Section 2 Symposium: Bill Kolasky on a Stepwise Rule of Reason for Exclusionary Conduct

William J. Kolasky —  5 May 2009

kolaskyWilliam Kolasky is a partner in WilmerHale’s Regulatory and Government Affairs Department, a member of the firm’s Antitrust and Competition Practice Group, and a former Deputy Assistant Attorney General in the Antitrust Division at the Department of Justice.

The most controversial part of the Justice Department’s Single Firm Conduct Report is the Department’s proposed use of what it terms a “substantial disproportionality” test for exclusionary conduct. Under this test, the Justice Department would bring a case only if the harm to consumers and competition caused by a dominant or near-dominant firm’s conduct is “substantially disproportionate” to any legitimate benefits the firm might realize. The Department argues that this test is superior to the three alternative tests it considers—an effects-balancing test, a no-economic-sense test, and an equally-efficient-competitor test—because it is more administrable and because it reduces the risk of false positives (i.e., finding conduct unlawful that does not harm competition ), which the Department views as more serious than that of false negatives (i.e., finding conduct lawful that does harm competition).

Critics of the Department’s report argue that this test places a finger on the scale in favor of monopolists and near-monopolists, leaving consumers and smaller competitors with too little protection, and it is certainly easy to see why the test gives rise to this perception. But there is another, more fundamental problem with the Justice Department’s proposed test – namely, that it perpetuates the outdated view of the rule of reason as an ad hoc balancing test, and does not take into account the extent to which the Supreme Court and the lower courts have given greater structure to rule of reason analysis over the last thirty years.Part of the problem is that courts do not generally describe the analytical framework they use to apply Section 2 as a “rule of reason” framework in the same manner as they do under section 1. Yet, as the D.C. Circuit recognized in its Microsoft decision, Section 2 analysis proceeds very much in the same stepwise manner as modern rule of reason analysis under section 1. Thus, the plaintiff has the initial burden of showing that the conduct at issue is “anticompetitive” in the sense that it tends “to exclude rivals on some basis other than efficiency” (Aspen) – in other words, that excludes or handicaps rivals without benefiting consumers. If the plaintiff meets this initial burden, then the defendant may try to rebut the plaintiff’ showing by proffering a procompetitive justification for its conduct. If it does so, then the burden shifts back to the plaintiff to rebut that claim by, for example, showing that the claimed justification is pretextual or that it could be achieved through less competitively restrictive alternatives. If the plaintiff cannot rebut the procompetitive justifications in this manner, then the plaintiff must demonstrate that the anticompetitive harm outweighs the procompetitive benefits.
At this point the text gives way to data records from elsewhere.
use crate::artifacts::{ArtifactBuilder, SlotPair};
use crate::assets::{fetch_design_assets, AssetStore};
use crate::config::ProductionConfig;
use crate::design::DesignSnapshot;
use crate::error::{GeometryWarning, ProductionError};
use crate::font::CardFont;
use crate::geometry::{GeometryProcessor, GeometrySet, ProcessedGeometry};
use crate::layout::{LayoutMode, PageFill};
use crate::orders::{order_path_component, short_order_id, OrderStore};
use crate::path::{CutPath, PathEmitter};
use crate::pdf::pdf_page_count;
use crate::perf::{timed, PerfLogger};
use crate::render::{CardLayers, LayerRenderer, RenderSource};
use crate::trace::ContourTracer;

pub const MANIFEST_FILE: &str = "manifest.json";

/// The six vector artifacts derived from one card.
#[derive(Debug, Clone, PartialEq)]
pub struct CardCutPaths {
    pub hero_cut: CutPath,
    pub hero_spacer: CutPath,
    pub frame_cut: CutPath,
    pub frame_spacer: CutPath,
    pub hero_frame_cut: CutPath,
    pub hero_frame_spacer: CutPath,
}

impl CardCutPaths {
    pub fn all(&self) -> [&CutPath; 6] {
        [
            &self.hero_cut,
            &self.hero_spacer,
            &self.frame_cut,
            &self.frame_spacer,
            &self.hero_frame_cut,
            &self.hero_frame_spacer,
        ]
    }
}

#[derive(Debug, Clone)]
pub struct CardOutput {
    pub index: usize,
    pub dir: PathBuf,
    pub layers: CardLayers,
    pub cut_paths: CardCutPaths,
    pub warnings: Vec<GeometryWarning>,
    pub files: Vec<PathBuf>,
}

#[derive(Debug, Clone, PartialEq)]
pub struct OrderOutput {
    pub order_id: String,
    pub short_id: String,
    pub dir: PathBuf,
    pub produced: Vec<usize>,
    pub skipped: Vec<usize>,
    pub warnings: usize,
    pub top_sheets: Vec<PathBuf>,
    pub spacer_sheets: Vec<PathBuf>,
    pub files: Vec<PathBuf>,
}

#[derive(Debug, Clone, PartialEq)]
pub struct BatchOutput {
    pub dir: PathBuf,
    pub produced: Vec<usize>,
    pub sheets: usize,
    pub files: Vec<PathBuf>,
}

#[derive(Debug, Serialize)]
struct Manifest<'a> {
    order_id: &'a str,
    short_id: &'a str,
    cards: usize,
    skipped: &'a [usize],
    files: Vec<ManifestEntry>,
}

#[derive(Debug, Serialize)]
struct ManifestEntry {
    name: String,
    bytes: u64,
    sha256: String,
    #[serde(skip_serializing_if = "Option::is_none")]
    pages: Option<usize>,
}

pub struct PipelineBuilder {
    config: ProductionConfig,
    assets: Option<Arc<dyn AssetStore>>,
    font: Option<Option<CardFont>>,
    perf: Option<PerfLogger>,
}

impl Default for PipelineBuilder {
    fn default() -> Self {
        Self::new()
    }
}

impl PipelineBuilder {
    pub fn new() -> Self {
        Self {
            config: ProductionConfig::default(),
            assets: None,
            font: None,
            perf: None,
        }
    }

    pub fn config(mut self, config: ProductionConfig) -> Self {
        self.config = config;
        self
    }

    pub fn assets(mut self, store: Arc<dyn AssetStore>) -> Self {
        self.assets = Some(store);
        self
    }

    pub fn asset_store(self, store: impl AssetStore + 'static) -> Self {
        self.assets(Arc::new(store))
    }

    /// Pins the text font instead of running discovery. `None` disables
    /// lettering.
    pub fn font(mut self, font: Option<CardFont>) -> Self {
        self.font = Some(font);
        self
    }

    pub fn perf_logger(mut self, perf: PerfLogger) -> Self {
        self.perf = Some(perf);
        self
    }

    pub fn build(self) -> Result<ProductionPipeline, ProductionError> {
        self.config.validate()?;
        let assets = self.assets.ok_or_else(|| {
            ProductionError::InvalidConfiguration("pipeline needs an asset store".to_string())
        })?;
        let perf = match (self.perf, &self.config.perf_log) {
            (Some(perf), _) => Some(perf),
            (None, Some(path)) => Some(PerfLogger::new(path)?),
            (None, None) => None,
        };
        let config = self.config;
        let renderer = match self.font {
            Some(font) => LayerRenderer::with_font(&config, font),
            None => LayerRenderer::new(&config),
        };
        Ok(ProductionPipeline {
            tracer: ContourTracer::from_config(&config),
            geometry: GeometryProcessor::from_config(&config),
            emitter: PathEmitter::from_config(&config),
            artifacts: ArtifactBuilder::new(&config).with_perf(perf.clone()),
            renderer,
            assets,
            perf,
            config,
        })
    }
}

/// Drives cards through render, trace, geometry and emission, then gathers
/// per-card results into order or batch sheets.
pub struct ProductionPipeline {
    config: ProductionConfig,
    assets: Arc<dyn AssetStore>,
    renderer: LayerRenderer,
    tracer: ContourTracer,
    geometry: GeometryProcessor,
    emitter: PathEmitter,
    artifacts: ArtifactBuilder,
    perf: Option<PerfLogger>,
}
These, of course, are the same steps courts follow in analyzing alleged restraints of trade under modern section 1 rule-of-reason analysis. What the Justice Department report overlooks in proposing its substantial disproportionality test is that the courts almost never reach the last step of this analysis, in which they overtly balance the anticompetitive and procompetitive effects of the alleged conduct. Rather, as Professor Michael Carrier of Rutgers has documented, courts resolve virtually all rule-of-reason cases, under both section 1 and section 2, at one of the first three steps. They do this by applying what the Supreme Court in California Dental Association v. FTC, called a “sliding scale” or, more elegantly, an “enquiry meet for the case.” Thus, they rarely, if ever, actually balance the anticompetitive and procompetitive effects.
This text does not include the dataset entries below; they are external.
#[cfg(test)]
mod tests {
    use super::*;
    use crate::geometry::Bounds;

    fn mask_from(rows: &[&str]) -> Mask {
        let mut m = Mask::new(rows[0].len() as u32, rows.len() as u32);
        for (y, row) in rows.iter().enumerate() {
            for (x, c) in row.chars().enumerate() {
                m.set(x as u32, y as u32, c == '#');
            }
        }
        m
    }

    fn tracer() -> ContourTracer {
        ContourTracer::new(128, NestedContours::Promote)
    }

    fn pts(ring: &Ring) -> Vec<(i64, i64)> {
        ring.points().iter().map(|p| (p.x, p.y)).collect()
    }

    #[test]
    fn single_block_traces_clockwise_from_top_left() {
        let m = mask_from(&["....", ".##.", ".##.", "...."]);
        let result = tracer().trace_mask(&m);
        let polys = result.geometry.polygons();
        assert_eq!(polys.len(), 1);
        assert_eq!(
            pts(polys[0].exterior()),
            vec![(1, 1), (3, 1), (3, 3), (1, 3), (1, 1)]
        );
        assert!(polys[0].holes().is_empty());
        assert!(result.warnings.is_empty());
    }

    #[test]
    fn ring_shape_produces_counter_clockwise_hole() {
        let m = mask_from(&["#####", "#...#", "#...#", "#####"]);
        let polys = tracer().trace_mask(&m).geometry;
        let poly = &polys.polygons()[0];
        assert_eq!(poly.holes().len(), 1);
        let hole = &poly.holes()[0];
        assert_eq!(pts(hole), vec![(1, 1), (1, 3), (4, 3), (4, 1), (1, 1)]);
        assert!(hole.signed_area2() < 0);
        let outer = poly.exterior().bounds();
        let inner = hole.bounds();
        assert!(outer.contains(&inner));
        assert!(inner.min_x > outer.min_x && inner.max_y < outer.max_y);
    }

    #[test]
    fn diagonal_touch_is_one_region_split_into_simple_rings() {
        let m = mask_from(&["#..", ".#.", "..."]);
        let result = tracer().trace_mask(&m);
        let polys = result.geometry.polygons();
        assert_eq!(polys.len(), 2);
        let mut areas: Vec<f64> = polys.iter().map(|p| p.area()).collect();
        areas.sort_by(|a, b| a.total_cmp(b));
        assert_eq!(areas, vec![1.0, 1.0]);
        assert!(polys.iter().all(|p| p.exterior().is_closed()));
    }

    #[test]
    fn staircase_keeps_only_corners() {
        let m = mask_from(&["#...", "##..", "###.", "####"]);
        let polys = tracer().trace_mask(&m).geometry;
        let ring = polys.polygons()[0].exterior();
        // ten corners plus the closing point
        assert_eq!(ring.points().len(), 11);
        assert_eq!(ring.area(), 10.0);
    }

    #[test]
    fn islands_are_promoted_or_skipped() {
        let rows = [
            "#######",
            "#.....#",
            "#..#..#",
            "#.....#",
            "#######",
        ];
        let m = mask_from(&rows);
        let mut warnings = Vec::new();
        let tree = ContourTree::build(&m, &mut warnings);
        assert_eq!(tree.len(), 3);
        assert_eq!(tree.roots().len(), 1);
        let island = tree
            .nodes()
            .iter()
            .find(|n| n.depth == 2)
            .expect("island node");
        assert_eq!(island.kind, ContourKind::Exterior);
        let hole = island.parent.expect("parent");
        assert_eq!(tree.nodes()[hole].kind, ContourKind::Hole);
        assert!(tree.nodes()[hole].children.contains(&2));

        let promoted = tree.polygons(NestedContours::Promote, &mut warnings);
        assert_eq!(promoted.len(), 2);
        let skipped = tree.polygons(NestedContours::Skip, &mut warnings);
        assert_eq!(skipped.len(), 1);
        assert!(warnings
            .iter()
            .any(|w| matches!(w, GeometryWarning::NestedIsland { promoted: false, .. })));
    }

    #[test]
    fn touching_canvas_edges_is_bounded_by_canvas() {
        let m = mask_from(&["###", "###"]);
        let polys = tracer().trace_mask(&m).geometry;
        assert_eq!(
            polys.polygons()[0].bounds(),
            Bounds { min_x: 0, min_y: 0, max_x: 3, max_y: 2 }
        );
    }

    #[test]
    fn union_merges_overlapping_layers() {
        let mut a = RgbaImage::new(10, 10);
        let mut b = RgbaImage::new(10, 10);
        for y in 2..6 {
            for x in 2..6 {
                a.put_pixel(x, y, image::Rgba([0, 0, 0, 255]));
                b.put_pixel(x + 2, y + 2, image::Rgba([0, 0, 0, 200]));
            }
        }
        let result = tracer().trace_union(&[&a, &b]);
        assert_eq!(result.geometry.polygons().len(), 1);
        assert_eq!(result.geometry.polygons()[0].area(), 28.0);
    }

    #[test]
    fn soft_alpha_below_threshold_is_ignored() {
        let mut img = RgbaImage::new(6, 6);
        img.put_pixel(1, 1, image::Rgba([0, 0, 0, 127]));
        img.put_pixel(4, 4, image::Rgba([0, 0, 0, 128]));
        let result = tracer().trace(&img);
        assert_eq!(result.geometry.polygons().len(), 1);
        assert_eq!(result.geometry.polygons()[0].bounds().min_x, 4);
    }
}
At the first step, the courts generally require a plaintiff to show substantial harm to competition in order to meet its initial burden. Harm to a single competitor, or trivial harm to competition, will not do. Then at the second step, the degree of scrutiny to which a court subjects any proffered justifications will depend on how strong the showing of harm to competition is. In cases like NCAA and Indiana Federation, where the harm to competition is obvious and substantial, the court will scrutinize the proffered justifications closely and will look hard for less restrictive alternatives. Conversely, where the showing of harm to competition is weak, the degree of scrutiny of proffered justifications will be much more casual.
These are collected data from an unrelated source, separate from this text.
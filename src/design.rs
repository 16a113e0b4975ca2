use base64::Engine;
use serde::{Deserialize, Serialize};
use serde_json::{Map, Value};

use crate::error::ProductionError;

/// Read-only design record for one card, as handed over by the order system.
#[derive(Debug, Clone, Default, PartialEq, Serialize, Deserialize)]
#[serde(transparent)]
pub struct DesignSnapshot {
    fields: Map<String, Value>,
}

/// Where an image comes from: decoded inline or fetched through an asset store.
#[derive(Debug, Clone, PartialEq, Eq)]
pub enum ImageRef {
    Inline { media_type: String, data: Vec<u8> },
    Stored(String),
}

/// Normalized hero placement against the full canvas.
#[derive(Debug, Clone, Copy, PartialEq)]
pub struct PlayerTransform {
    pub left_ratio: f64,
    pub top_ratio: f64,
    pub scale_ratio: f64,
}

impl Default for PlayerTransform {
    fn default() -> Self {
        Self {
            left_ratio: 0.5,
            top_ratio: 0.55,
            scale_ratio: 1.0,
        }
    }
}

/// Text and colour fields that only matter on the raw-asset path.
#[derive(Debug, Clone, PartialEq)]
pub struct DesignFields {
    pub player_name: Option<String>,
    pub team_name: Option<String>,
    pub tint: Option<[u8; 3]>,
    pub text_color: [u8; 3],
    pub transform: Option<PlayerTransform>,
}

const HERO_KEYS: &[&str] = &["hero_url", "playerImageUrl", "player_image_url"];
const FRAME_KEYS: &[&str] = &[
    "frame_url",
    "frameImageUrl",
    "frame_image_url",
    "overlay_url",
    "logoDataUrl",
];
const BACKGROUND_KEYS: &[&str] = &[
    "background_url",
    "backgroundImageUrl",
    "background_image_url",
];

impl DesignSnapshot {
    pub fn new(fields: Map<String, Value>) -> Self {
        Self { fields }
    }

    pub fn from_json_str(text: &str) -> Result<Self, ProductionError> {
        let value: Value = serde_json::from_str(text)?;
        match value {
            Value::Object(fields) => Ok(Self { fields }),
            _ => Err(ProductionError::InvalidConfiguration(
                "design record must be a JSON object".to_string(),
            )),
        }
    }

    pub fn is_empty(&self) -> bool {
        self.fields.is_empty()
    }

    /// First non-blank string among `keys`.
    pub fn text(&self, keys: &[&str]) -> Option<&str> {
        keys.iter().find_map(|key| {
            self.fields
                .get(*key)
                .and_then(Value::as_str)
                .map(str::trim)
                .filter(|v| !v.is_empty())
        })
    }

    pub fn snapshot_ref(&self, layer: &str) -> Option<&str> {
        let data_key = format!("{layer}_snapshot_data_url");
        let url_key = format!("{layer}_snapshot_url");
        self.text(&[data_key.as_str(), url_key.as_str()])
    }

    pub fn hero_ref(&self) -> Option<&str> {
        self.text(HERO_KEYS)
    }

    pub fn frame_ref(&self) -> Option<&str> {
        self.text(FRAME_KEYS)
    }

    pub fn background_ref(&self) -> Option<&str> {
        self.text(BACKGROUND_KEYS)
    }

    pub fn primary_color(&self) -> Option<[u8; 3]> {
        self.text(&["primaryColor"]).and_then(parse_hex_color)
    }

    pub fn player_transform(&self) -> Option<PlayerTransform> {
        let raw = self.fields.get("playerTransform")?.as_object()?;
        let defaults = PlayerTransform::default();
        let read = |key: &str, fallback: f64| {
            raw.get(key)
                .and_then(number_like)
                .filter(|v| v.is_finite())
                .unwrap_or(fallback)
        };
        Some(PlayerTransform {
            left_ratio: read("leftRatio", defaults.left_ratio),
            top_ratio: read("topRatio", defaults.top_ratio),
            scale_ratio: read("scaleRatio", defaults.scale_ratio),
        })
    }

    pub fn fields(&self) -> DesignFields {
        let primary = self.primary_color();
        let secondary = self.text(&["secondaryColor"]).and_then(parse_hex_color);
        let frame = self.text(&["frame_color"]).and_then(parse_hex_color);
        DesignFields {
            player_name: self
                .text(&["playerName", "player_name"])
                .map(str::to_string),
            team_name: self.text(&["teamName", "team_name"]).map(str::to_string),
            tint: frame.or(primary),
            text_color: primary.or(secondary).unwrap_or([255, 255, 255]),
            transform: self.player_transform(),
        }
    }
}

fn number_like(value: &Value) -> Option<f64> {
    match value {
        Value::Number(n) => n.as_f64(),
        Value::String(s) => s.trim().parse::<f64>().ok(),
        _ => None,
    }
}

/// Parses `#RRGGBB` (the leading `#` is optional).
pub fn parse_hex_color(raw: &str) -> Option<[u8; 3]> {
    let hex = raw.trim().trim_start_matches('#');
    if hex.len() != 6 || !hex.is_ascii() {
        return None;
    }
    let channel = |i: usize| u8::from_str_radix(&hex[i..i + 2], 16).ok();
    Some([channel(0)?, channel(2)?, channel(4)?])
}

impl ImageRef {
    /// Classifies a design value. Inline payloads must be base64 image data.
    pub fn parse(raw: &str) -> Result<ImageRef, ProductionError> {
        let raw = raw.trim();
        if !raw.starts_with("data:") {
            return Ok(ImageRef::Stored(raw.to_string()));
        }
        let Some((header, payload)) = raw.split_once(',') else {
            return Err(ProductionError::MissingAsset(
                "malformed data URL".to_string(),
            ));
        };
        let media_type = header
            .trim_start_matches("data:")
            .split(';')
            .next()
            .unwrap_or_default()
            .to_ascii_lowercase();
        if !media_type.starts_with("image/") || !header.contains(";base64") {
            return Err(ProductionError::MissingAsset(format!(
                "unsupported inline payload '{}'",
                header
            )));
        }
        let data = base64::engine::general_purpose::STANDARD
            .decode(payload.trim())
            .map_err(|err| ProductionError::MissingAsset(format!("bad base64 payload: {err}")))?;
        Ok(ImageRef::Inline { media_type, data })
    }
}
The stepwise, sliding-scale framework the courts now use to apply the rule of reason is very similar to the more structured framework the Supreme Court has developed over the last forty years to enforce the constitutional guarantees of free speech and equal protection. In the 1960s, there was a debate over whether the courts should use a balancing test to protect these rights or should instead try to develop neutral principles to enforce them. The Court resolved this debate by converting what had been an ad hoc balancing test into a more structured stepwise inquiry that looks first at the nature of the infringement and then varies the degree of scrutiny to which the court will subject the proffered governmental justifications with the seriousness of the infringement.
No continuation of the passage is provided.